Nothing has been resolved by this vote. The Government still has to meet
the harsh terms and conditions tied to the loan and must meet a deadline by
this Friday to accommodate a deal with bondholders and repay an outstanding
€14.4bn bond by the March 20 cut off date.

Every serious commentator now assumes that in the end Greece will be forced
to leave the eurozone – and probably the EU. Contingency plans for a return
to the Drachma have already been drawn up in Athens, Berlin and Brussels.
It is only a matter of time.

Revised figures for 2011 show the economy contracted by 6.8%, more than
originally thought, 7% in the last quarter of 2011 in annualised terms.

Even if all the provisions of the latest austerity plan are implemented,
they will not solve the deficit. The original estimates were that these
measures would reduce the deficit from 160% of GDP (the present level) to
(a still very high) 120%. But the latest estimates indicate that, even if
the plan is carried out (which is unlikely), the deficit would still stand
at 136% in the year 2020.

Despite this, the EU paymasters, led by Angela Merkel, remain implacable.
Even the deep cuts agreed to by the Athens government do not satisfy them.
German finance minister Wolfgang Schaeuble, declared in an interview with
the Welt am Sonntag newspaper: "The promises from Greece aren't enough for
us anymore."

He added: "Greece needs to do its own homework to become competitive
whether that happens in conjunction with a new rescue programme or by
another route that we actually don't want to take."

The leaders of Germany do not accept the latest measures as good coin. They
want a signed agreement by government parties that these measures will be
implemented regardless of the results of elections being called in April.
They also want bail out money to be put in a special fund outside of the
control of Greece, so that creditors are repaid first and only if there is
money left then state expenditure can be made.

They also demand that the Greeks must come up with an additional 325
million euros worth of cuts. Berlin is also demanding further clarification
on how Greece will cut its labour costs by 15%. In other words, they want
to squeeze blood from a stone.

These friendly German interventions did nothing to help Mr Papademos, whose
government is now like a ship foundering on the rocks in a high sea. The
infamous Troika wanted his government to last till the end of this year.
Instead, it is already coming apart at the seams.

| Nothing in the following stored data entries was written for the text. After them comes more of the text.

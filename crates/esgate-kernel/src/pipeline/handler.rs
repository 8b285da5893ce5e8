//! Frontend handler contract.
//!
//! A handler is what a route (or the fallback) resolves to. It turns the
//! matched [`Request`] into the [`ProcessResult`] that seeds the pipeline's
//! processor chain.

use super::error::ProcessorError;
use super::types::{ProcessResult, Request};
use async_trait::async_trait;
use std::future::Future;
use std::sync::Arc;

#[async_trait]
pub trait FrontendHandler: Send + Sync {
    async fn handle(&self, req: &Request) -> Result<ProcessResult, ProcessorError>;
}

struct FnHandler<F>(F);

#[async_trait]
impl<F, Fut> FrontendHandler for FnHandler<F>
where
    F: Fn(Request) -> Fut + Send + Sync + 'static,
    Fut: Future<Output = Result<ProcessResult, ProcessorError>> + Send + 'static,
{
    async fn handle(&self, req: &Request) -> Result<ProcessResult, ProcessorError> {
        (self.0)(req.clone()).await
    }
}

/// Wrap an async closure as a shared [`FrontendHandler`].
///
/// ```rust
/// use esgate_kernel::pipeline::{handler_fn, ProcessResult};
///
/// let bulk = handler_fn(|_req| async { Ok(ProcessResult::text("bulk\n")) });
/// ```
pub fn handler_fn<F, Fut>(f: F) -> Arc<dyn FrontendHandler>
where
    F: Fn(Request) -> Fut + Send + Sync + 'static,
    Fut: Future<Output = Result<ProcessResult, ProcessorError>> + Send + 'static,
{
    Arc::new(FnHandler(f))
}

#[cfg(test)]
mod tests {
    use super::*;
    use crate::pipeline::{HttpMethod, Payload};

    #[tokio::test]
    async fn closure_handler_sees_request() {
        let h = handler_fn(|req: Request| async move {
            Ok(ProcessResult::text(format!("{} {}", req.method.as_str(), req.path)))
        });
        let out = h
            .handle(&Request::new("r", HttpMethod::Post, "/_bulk"))
            .await
            .unwrap();
        assert_eq!(out.payload, Payload::text("POST /_bulk"));
    }
}
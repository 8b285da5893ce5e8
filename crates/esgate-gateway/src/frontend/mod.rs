//! Frontend connectors: the physical listeners of a runtime.
//!
//! Pipelines declare connectors as [`FrontendDeclaration`]s. While the
//! runtime is built, every declaration at an already-seen listen address is
//! folded into the first one (its routes and middlewares are appended), and
//! only the surviving declarations are turned into running connectors:
//!
//! ```text
//!  pipeline "ingest"  ──► HTTP ":9200" (/_bulk)   ─┐
//!                                                   ├─► one HTTP connector
//!  pipeline "query"   ──► HTTP ":9200" (/_search) ─┘    with both routes
//!
//!  pipeline "raw"     ──► TCP  ":9300"            ───► TCP connector
//! ```
//!
//! | Variant | Type | Request unit |
//! |---------|------|--------------|
//! | HTTP | [`HttpFrontendConnector`] | one HTTP request |
//! | TCP  | [`TcpFrontendConnector`] | defined by its [`ConnectionHandler`] |

mod http;
mod tcp;

pub use http::{HttpDispatcher, HttpFrontendConnector, REQUEST_ID_HEADER};
pub use tcp::{ConnectionHandler, LineConnectionHandler, TcpFrontendConnector};

use crate::error::{GatewayError, GatewayResult};
use crate::pipeline::PipelineStages;
use crate::router::RouterStatistics;
use async_trait::async_trait;
use esgate_kernel::pipeline::PipelineError;
use std::fmt;
use std::net::SocketAddr;
use std::sync::Arc;
use std::time::Duration;
use tokio::task::JoinHandle;
use tokio_util::sync::CancellationToken;
use tracing::{debug, warn};

// ─────────────────────────────────────────────────────────────────────────────
// FrontendConnector trait
// ─────────────────────────────────────────────────────────────────────────────

#[derive(Debug, Clone, Copy, PartialEq, Eq, Hash)]
pub enum FrontendKind {
    Http,
    Tcp,
}

impl FrontendKind {
    pub fn as_str(&self) -> &'static str {
        match self {
            FrontendKind::Http => "http",
            FrontendKind::Tcp => "tcp",
        }
    }
}

impl fmt::Display for FrontendKind {
    fn fmt(&self, f: &mut fmt::Formatter<'_>) -> fmt::Result {
        f.write_str(self.as_str())
    }
}

/// A canonical, runnable listener.
///
/// Instances are only created by the runtime builder, so there is at most
/// one per listen address.
#[async_trait]
pub trait FrontendConnector: Send + Sync {
    /// Listen address as declared, e.g. `":9200"` or `"127.0.0.1:0"`.
    fn endpoint(&self) -> &str;

    fn kind(&self) -> FrontendKind;

    /// Number of registered route handlers (fallbacks are not counted).
    fn handler_count(&self) -> usize;

    fn middleware_count(&self) -> usize;

    /// Address actually bound, once listening.
    fn local_addr(&self) -> Option<SocketAddr>;

    fn is_running(&self) -> bool {
        self.local_addr().is_some()
    }

    /// Bind and start serving in the background.
    async fn listen(&self) -> GatewayResult<()>;

    /// Stop accepting, then wait up to `deadline` for in-flight work.
    async fn stop(&self, deadline: Duration) -> GatewayResult<()>;
}

// ─────────────────────────────────────────────────────────────────────────────
// Declarations
// ─────────────────────────────────────────────────────────────────────────────

/// A connector as declared by a pipeline, before merging.
pub enum FrontendDeclaration {
    Http(HttpFrontendConnector),
    Tcp(TcpFrontendConnector),
}

impl From<HttpFrontendConnector> for FrontendDeclaration {
    fn from(c: HttpFrontendConnector) -> Self {
        FrontendDeclaration::Http(c)
    }
}

impl From<TcpFrontendConnector> for FrontendDeclaration {
    fn from(c: TcpFrontendConnector) -> Self {
        FrontendDeclaration::Tcp(c)
    }
}

impl FrontendDeclaration {
    pub fn endpoint(&self) -> &str {
        match self {
            FrontendDeclaration::Http(c) => c.endpoint(),
            FrontendDeclaration::Tcp(c) => c.endpoint(),
        }
    }

    pub fn kind(&self) -> FrontendKind {
        match self {
            FrontendDeclaration::Http(_) => FrontendKind::Http,
            FrontendDeclaration::Tcp(_) => FrontendKind::Tcp,
        }
    }

    pub(crate) fn validate(&self, pipeline: &str) -> Result<(), PipelineError> {
        if self.endpoint().is_empty() {
            return Err(PipelineError::EmptyEndpoint(pipeline.to_string()));
        }
        match self {
            FrontendDeclaration::Http(c) => c.router().validate(),
            FrontendDeclaration::Tcp(_) => Ok(()),
        }
    }

    /// Bind the declaring pipeline's stages to everything this declaration
    /// registered so far.
    pub(crate) fn bind_stages(&mut self, stages: &Arc<PipelineStages>) {
        match self {
            FrontendDeclaration::Http(c) => c.bind_stages(stages),
            FrontendDeclaration::Tcp(c) => c.bind_stages(stages),
        }
    }

    /// Fold a later declaration at the same address into this one.
    pub(crate) fn absorb(&mut self, other: FrontendDeclaration) -> Result<(), PipelineError> {
        match (self, other) {
            (FrontendDeclaration::Http(canonical), FrontendDeclaration::Http(other)) => {
                canonical.absorb(other);
                Ok(())
            }
            (FrontendDeclaration::Tcp(canonical), FrontendDeclaration::Tcp(_)) => {
                warn!(
                    endpoint = %canonical.endpoint(),
                    "duplicate TCP declaration, keeping the first connection handler"
                );
                Ok(())
            }
            (canonical, other) => Err(PipelineError::ConnectorKindConflict {
                endpoint: canonical.endpoint().to_string(),
                first: canonical.kind().as_str(),
                second: other.kind().as_str(),
            }),
        }
    }

    pub(crate) fn into_connector(
        self,
        statistics: &Arc<RouterStatistics>,
    ) -> Arc<dyn FrontendConnector> {
        match self {
            FrontendDeclaration::Http(c) => Arc::new(c.with_statistics(Arc::clone(statistics))),
            FrontendDeclaration::Tcp(c) => Arc::new(c),
        }
    }
}

// ─────────────────────────────────────────────────────────────────────────────
// Listener bookkeeping shared by both variants
// ─────────────────────────────────────────────────────────────────────────────

/// `":9200"` binds every interface; anything else is used verbatim.
pub(crate) fn bind_address(endpoint: &str) -> String {
    if endpoint.starts_with(':') {
        format!("0.0.0.0{endpoint}")
    } else {
        endpoint.to_string()
    }
}

pub(crate) struct ListenerHandle {
    pub(crate) token: CancellationToken,
    pub(crate) task: JoinHandle<()>,
    pub(crate) local_addr: SocketAddr,
}

impl ListenerHandle {
    /// Cancel the accept loop and wait for it to drain. Past `deadline` the
    /// loop is aborted and its in-flight work abandoned.
    pub(crate) async fn shutdown(self, endpoint: &str, deadline: Duration) -> GatewayResult<()> {
        self.token.cancel();
        let abort = self.task.abort_handle();
        match tokio::time::timeout(deadline, self.task).await {
            Ok(Ok(())) => {
                debug!(endpoint, "listener drained");
                Ok(())
            }
            Ok(Err(e)) => {
                warn!(endpoint, error = %e, "listener task ended abnormally");
                Ok(())
            }
            Err(_) => {
                abort.abort();
                warn!(
                    endpoint,
                    deadline_ms = deadline.as_millis() as u64,
                    "listener did not drain in time, abandoning in-flight requests"
                );
                Err(GatewayError::ShutdownTimeout(endpoint.to_string()))
            }
        }
    }
}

Like all the plans of the EU leaders, the coalition of “national unity” is
unravelling fast. The bourgeois are no longer in control of events. Rather,
events are controlling them.

New elections will have to be called in April. We do not know who will win,
but we can say who will lose. There is a mood of anger directed against all
the parties in the present coalition. All the parties are in crisis. The
elections will at best produce yet another weak pro-austerity coalition
government, probably headed by the Conservative ND. This will solve nothing
and will lead to further upheavals. One unstable coalition will fall after
another.
A prerevolutionary situation

Lenin pointed out long ago that there are four conditions for a
revolutionary situation: 1) the ruling class should be split and in crisis,
2) the middle class should be vacillating between the bourgeoisie and the
working class, 3) the masses should be prepared to fight and make the
greatest sacrifices to take power and 4) a revolutionary party and
leadership that is prepared to lead the working class to the conquest of
power.

In Greece at the present time all these factors are in existence except the
last. The Greek ruling class is in crisis. It has no solutions to the
present impasse. Its leading figures are a picture of impotence and
indecision. They are being ground between the two gigantic millstones: on
the one hand the merciless pressure of international Capital, on the other,
the ferocious resistance of the masses.

The crisis of the ruling class is reflected in the crises and splits in
every one of the governmental parties. Already forty parliamentarians have
been expelled for not voting for the austerity plan. But disciplinary
measures will solve nothing. It is like papering over the cracks in a wall
caused by a massive seismic movement of the tectonic plates. The present
government lacks all legitimacy in the eyes of the masses. It is a bankers’
government that was never elected by anybody.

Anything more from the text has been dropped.